*GOAL OF THE EXERCISE*
Go over the entries below line by line, copying each one that contains the word "conversation".

*Stored items*
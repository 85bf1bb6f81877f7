use crate::{
    error::EvalError,
    operators::ContextEvaluable,
    tree::{NodeId, Tree, shape::SlotLayout},
    types::{List, Type, Value},
};

/// List literal `[a, b, ...]` with one rest slot per element.
#[derive(Debug, Clone, Copy, PartialEq, Eq, Default)]
pub struct ListOp;

impl ContextEvaluable for ListOp {
    fn identifier(&self) -> &str {
        "#list"
    }

    fn layout(&self) -> SlotLayout {
        SlotLayout::rest()
    }

    fn evaluate(&self, tree: &mut Tree, node: NodeId) -> Result<Value, EvalError> {
        let mut list = List::new();
        for entry in tree.children(node) {
            let value = tree.evaluate(entry)?;
            list.push(value)?;
        }
        Ok(Value::List(list))
    }

    /// `list` while empty, `list(t)` if every entry has the known type `t`.
    fn evaluate_type(&self, tree: &Tree, node: NodeId) -> Option<Type> {
        let entries = tree.children(node);
        let Some(&first) = entries.first() else {
            return Some(Type::UNTYPED_LIST);
        };
        let first = tree.return_type(first)?;
        entries[1..]
            .iter()
            .all(|&entry| tree.return_type(entry) == Some(first))
            .then(|| Type::list_of(first.clone()))
    }
}
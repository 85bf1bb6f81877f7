use std::fmt;

/// One editing step: an operator name or navigation command with optional
/// string arguments.
///
/// The textual form is `name:arg1:arg2`, e.g. `#variable:x` or `#number:5`.
#[derive(Debug, Clone, PartialEq, Eq, Hash)]
pub struct Token {
    pub name: String,
    pub args: Vec<String>,
}

impl Token {
    pub fn new(name: impl Into<String>) -> Self {
        Self {
            name: name.into(),
            args: Vec::new(),
        }
    }

    pub fn with_args<I, S>(name: impl Into<String>, args: I) -> Self
    where
        I: IntoIterator<Item = S>,
        S: Into<String>,
    {
        Self {
            name: name.into(),
            args: args.into_iter().map(Into::into).collect(),
        }
    }

    /// Parse the `name:arg1:arg2` form. Returns `None` for an empty name.
    pub fn parse(text: &str) -> Option<Self> {
        let mut parts = text.split(':');
        let name = parts.next().filter(|name| !name.is_empty())?;
        Some(Self::with_args(name, parts))
    }

    /// Split a `;`-separated batch such as `#number:1;+;#number:2`. Empty
    /// entries are skipped.
    pub fn parse_batch(text: &str) -> Vec<Token> {
        text.split(';').filter_map(Token::parse).collect()
    }
}

impl fmt::Display for Token {
    fn fmt(&self, f: &mut fmt::Formatter<'_>) -> fmt::Result {
        write!(f, "{}", self.name)?;
        for arg in &self.args {
            write!(f, ":{}", arg)?;
        }
        Ok(())
    }
}

/// The tokens the editor interprets as navigation instead of operators.
#[derive(Debug, Clone, PartialEq, Eq)]
pub struct NavigationTokens {
    /// Move to the next insertion point.
    pub advance: Token,
    /// Move to the previous insertion point.
    pub retreat: Token,
    /// Clear the node under the cursor.
    pub erase: Token,
}

impl Default for NavigationTokens {
    fn default() -> Self {
        Self {
            advance: Token::new("->"),
            retreat: Token::new("<-"),
            erase: Token::new("erase"),
        }
    }
}
use std::sync::Arc;

use crate::{
    error::EvalError,
    functions::FunctionContainer,
    operators::ContextEvaluable,
    tree::{NodeId, Tree, shape::SlotLayout},
    types::{Type, Value},
};

/// Call `name(a, b, ...)` with a fixed number of arguments.
#[derive(Debug, Clone)]
pub struct Function {
    identifier: String,
    arity: usize,
    functions: Arc<FunctionContainer>,
}

impl Function {
    pub fn new(identifier: impl Into<String>, arity: usize, functions: Arc<FunctionContainer>) -> Self {
        Self {
            identifier: identifier.into(),
            arity,
            functions,
        }
    }

    pub fn arity(&self) -> usize {
        self.arity
    }

    pub fn functions(&self) -> &FunctionContainer {
        &self.functions
    }
}

impl ContextEvaluable for Function {
    fn identifier(&self) -> &str {
        &self.identifier
    }

    fn layout(&self) -> SlotLayout {
        SlotLayout::fixed(self.arity)
    }

    fn evaluate(&self, tree: &mut Tree, node: NodeId) -> Result<Value, EvalError> {
        let arguments = tree.children(node);
        self.functions.evaluate_nodes(tree, &arguments)
    }

    fn evaluate_type(&self, tree: &Tree, node: NodeId) -> Option<Type> {
        self.functions
            .evaluate_type_nodes(tree, &tree.children(node))
    }
}

/// Call whose first argument is written in front of it, e.g. `a / b` where
/// `a` is the prefix argument and `b` the single remaining one.
///
/// The editor wraps the node under the cursor into the prefix slot when the
/// operator is inserted.
#[derive(Debug, Clone)]
pub struct PrefixFunction {
    identifier: String,
    arity: usize,
    functions: Arc<FunctionContainer>,
}

impl PrefixFunction {
    /// `arity` counts the arguments after the prefix one.
    pub fn new(identifier: impl Into<String>, arity: usize, functions: Arc<FunctionContainer>) -> Self {
        Self {
            identifier: identifier.into(),
            arity,
            functions,
        }
    }

    pub fn functions(&self) -> &FunctionContainer {
        &self.functions
    }
}

impl ContextEvaluable for PrefixFunction {
    fn identifier(&self) -> &str {
        &self.identifier
    }

    fn layout(&self) -> SlotLayout {
        SlotLayout::prefixed(self.arity)
    }

    fn evaluate(&self, tree: &mut Tree, node: NodeId) -> Result<Value, EvalError> {
        let arguments = tree.children(node);
        self.functions.evaluate_nodes(tree, &arguments)
    }

    fn evaluate_type(&self, tree: &Tree, node: NodeId) -> Option<Type> {
        self.functions
            .evaluate_type_nodes(tree, &tree.children(node))
    }
}
//! Tally CLI: the main entry point.
//!
//! Commands:
//! - `init`: Write a default config file
//! - `set-key`: Store the API key in the config file
//! - `status`: Show the effective configuration
//! - `ask`: Ask one question about a dashboard snapshot
//! - `chat`: Interactive conversation about a dashboard snapshot

use std::path::PathBuf;

use clap::{Parser, Subcommand};

mod commands;

#[derive(Parser)]
#[command(
    name = "tally",
    about = "Tally — a financial assistant for your expense dashboard",
    version,
    author
)]
struct Cli {
    #[command(subcommand)]
    command: Commands,

    /// Enable verbose logging
    #[arg(short, long, global = true)]
    verbose: bool,
}

#[derive(Subcommand)]
enum Commands {
    /// Write a default config file if none exists
    Init,

    /// Store the API key in the config file
    SetKey {
        /// The API key (an empty value removes the stored key)
        key: String,
    },

    /// Show the effective configuration
    Status,

    /// Ask a single question and print the reply
    Ask {
        /// JSON file with the dashboard figures
        #[arg(short, long)]
        snapshot: PathBuf,

        /// The question to ask
        #[arg(required = true, num_args = 1..)]
        question: Vec<String>,
    },

    /// Start an interactive conversation
    Chat {
        /// JSON file with the dashboard figures
        #[arg(short, long)]
        snapshot: PathBuf,
    },
}

impl Commands {
    fn name(&self) -> &'static str {
        match self {
            Commands::Init => "init",
            Commands::SetKey { .. } => "set-key",
            Commands::Status => "status",
            Commands::Ask { .. } => "ask",
            Commands::Chat { .. } => "chat",
        }
    }
}

#[tokio::main]
async fn main() -> Result<(), Box<dyn std::error::Error>> {
    let cli = Cli::parse();

    // Logs go to stderr so replies on stdout stay clean
    let filter = if cli.verbose { "debug" } else { "info" };
    tracing_subscriber::fmt()
        .with_env_filter(
            tracing_subscriber::EnvFilter::try_from_default_env()
                .unwrap_or_else(|_| tracing_subscriber::EnvFilter::new(filter)),
        )
        .with_target(false)
        .with_writer(std::io::stderr)
        .init();

    tracing::debug!(command = cli.command.name(), "Dispatching command");
    match cli.command {
        Commands::Init => commands::init::run().await?,
        Commands::SetKey { key } => commands::set_key::run(&key).await?,
        Commands::Status => commands::status::run().await?,
        Commands::Ask { snapshot, question } => {
            commands::ask::run(&snapshot, &question.join(" ")).await?
        }
        Commands::Chat { snapshot } => commands::chat::run(&snapshot).await?,
    }

    Ok(())
}

#[cfg(test)]
mod tests {
    use super::*;

    #[test]
    fn ask_joins_question_words() {
        let cli = Cli::try_parse_from([
            "tally", "ask", "--snapshot", "dash.json", "What's", "my", "total?",
        ])
        .unwrap();
        match cli.command {
            Commands::Ask { snapshot, question } => {
                assert_eq!(snapshot, PathBuf::from("dash.json"));
                assert_eq!(question.join(" "), "What's my total?");
            }
            _ => panic!("expected ask"),
        }
    }

    #[test]
    fn chat_requires_snapshot() {
        assert!(Cli::try_parse_from(["tally", "chat"]).is_err());
    }

    #[test]
    fn command_names_match_subcommands() {
        let cli = Cli::try_parse_from(["tally", "set-key", "sk-123"]).unwrap();
        assert_eq!(cli.command.name(), "set-key");
    }

    #[test]
    fn verbose_is_global() {
        let cli = Cli::try_parse_from(["tally", "status", "-v"]).unwrap();
        assert!(cli.verbose);
    }
}
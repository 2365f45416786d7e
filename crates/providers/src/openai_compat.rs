//! OpenAI-compatible chat-completion provider.
//!
//! Works with DeepSeek (the default endpoint), OpenAI, and any service that
//! exposes the `/chat/completions` wire format. One call to
//! [`OpenAiCompatProvider::complete`] is one HTTP request; the response is
//! classified into a reply or an [`AssistantError`] and never retried here.

use std::time::Duration;

use async_trait::async_trait;
use serde::Deserialize;
use tally_config::HttpConfig;
use tally_core::error::AssistantError;
use tally_core::provider::{CompletionRequest, Provider};
use tally_core::ApiKey;
use tracing::{debug, warn};

/// Connect and read timeouts for the HTTP client.
///
/// `read` bounds each wait for data from the server and restarts after
/// every chunk received, so a slow but steady reply is not cut off.
#[derive(Debug, Clone, Copy, PartialEq, Eq)]
pub struct HttpTimeouts {
    pub connect: Duration,
    pub read: Duration,
}

impl HttpTimeouts {
    pub fn from_config(config: &HttpConfig) -> Self {
        Self {
            connect: Duration::from_secs(config.connect_timeout_secs),
            read: Duration::from_secs(config.read_timeout_secs),
        }
    }
}

impl Default for HttpTimeouts {
    fn default() -> Self {
        Self::from_config(&HttpConfig::default())
    }
}

/// An OpenAI-compatible LLM provider.
pub struct OpenAiCompatProvider {
    name: String,
    endpoint: String,
    api_key: ApiKey,
    client: reqwest::Client,
}

impl OpenAiCompatProvider {
    /// Create a provider posting to `endpoint` (the full completions URL).
    pub fn new(
        name: impl Into<String>,
        endpoint: impl Into<String>,
        api_key: ApiKey,
        timeouts: HttpTimeouts,
    ) -> Result<Self, AssistantError> {
        let client = reqwest::Client::builder()
            .connect_timeout(timeouts.connect)
            .read_timeout(timeouts.read)
            .build()
            .map_err(|e| AssistantError::Transport(format!("failed to build HTTP client: {e}")))?;

        Ok(Self {
            name: name.into(),
            endpoint: endpoint.into(),
            api_key,
            client,
        })
    }

    pub fn endpoint(&self) -> &str {
        &self.endpoint
    }
}

#[async_trait]
impl Provider for OpenAiCompatProvider {
    fn name(&self) -> &str {
        &self.name
    }

    async fn complete(&self, request: &CompletionRequest) -> Result<String, AssistantError> {
        debug!(
            provider = %self.name,
            model = %request.model,
            messages = request.messages.len(),
            key = %self.api_key.masked(),
            "Sending completion request"
        );

        let response = self
            .client
            .post(&self.endpoint)
            .header("Authorization", format!("Bearer {}", self.api_key.expose()))
            .header("Content-Type", "application/json")
            .json(request)
            .send()
            .await
            .map_err(|e| AssistantError::Transport(e.to_string()))?;

        let status = response.status().as_u16();
        let retry_after = response
            .headers()
            .get(reqwest::header::RETRY_AFTER)
            .and_then(|v| v.to_str().ok())
            .and_then(|v| v.trim().parse::<u64>().ok());

        let body = response
            .text()
            .await
            .map_err(|e| AssistantError::Transport(format!("failed to read response body: {e}")))?;

        interpret_response(status, retry_after, &body)
    }
}

/// Classify one HTTP response into the reply text or an error.
pub fn interpret_response(
    status: u16,
    retry_after_secs: Option<u64>,
    body: &str,
) -> Result<String, AssistantError> {
    if status == 429 {
        warn!(status, ?retry_after_secs, "Provider rate limited the request");
        return Err(AssistantError::RateLimited { retry_after_secs });
    }

    if !(200..300).contains(&status) {
        let message = extract_error_message(body);
        warn!(status, error = %message, "Provider returned error");
        return Err(AssistantError::Api { status, message });
    }

    if body.trim().is_empty() {
        return Err(AssistantError::MalformedResponse("empty response body".into()));
    }

    let parsed: ApiResponse = serde_json::from_str(body)
        .map_err(|e| AssistantError::MalformedResponse(format!("failed to parse response: {e}")))?;

    let choice = parsed
        .choices
        .into_iter()
        .next()
        .ok_or_else(|| AssistantError::MalformedResponse("no choices in response".into()))?;

    match choice.message.content {
        Some(content) if !content.is_empty() => Ok(content),
        Some(_) => Err(AssistantError::MalformedResponse("reply content is empty".into())),
        None => Err(AssistantError::MalformedResponse("reply has no content".into())),
    }
}

/// Pull a human-readable message out of an error body.
///
/// Accepts `{"error": "..."}` and `{"error": {"message": "..."}}`; anything
/// else is returned verbatim, and an empty body becomes "Unknown error".
fn extract_error_message(body: &str) -> String {
    let body = body.trim();
    if body.is_empty() {
        return "Unknown error".into();
    }

    let Ok(json) = serde_json::from_str::<serde_json::Value>(body) else {
        return body.to_string();
    };

    match json.get("error") {
        Some(serde_json::Value::String(s)) => s.clone(),
        Some(obj @ serde_json::Value::Object(_)) => obj
            .get("message")
            .and_then(|m| m.as_str())
            .map(String::from)
            .unwrap_or_else(|| obj.to_string()),
        Some(other) => other.to_string(),
        None => body.to_string(),
    }
}

// --- Chat completions API types (internal) ---

#[derive(Debug, Deserialize)]
struct ApiResponse {
    choices: Vec<ApiChoice>,
}

#[derive(Debug, Deserialize)]
struct ApiChoice {
    message: ApiMessage,
}

#[derive(Debug, Deserialize)]
struct ApiMessage {
    #[serde(default)]
    content: Option<String>,
}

*SOLUTION TO THE EXERCISE*
//! - `chat`: Interactive conversation about a dashboard snapshot
    /// Start an interactive conversation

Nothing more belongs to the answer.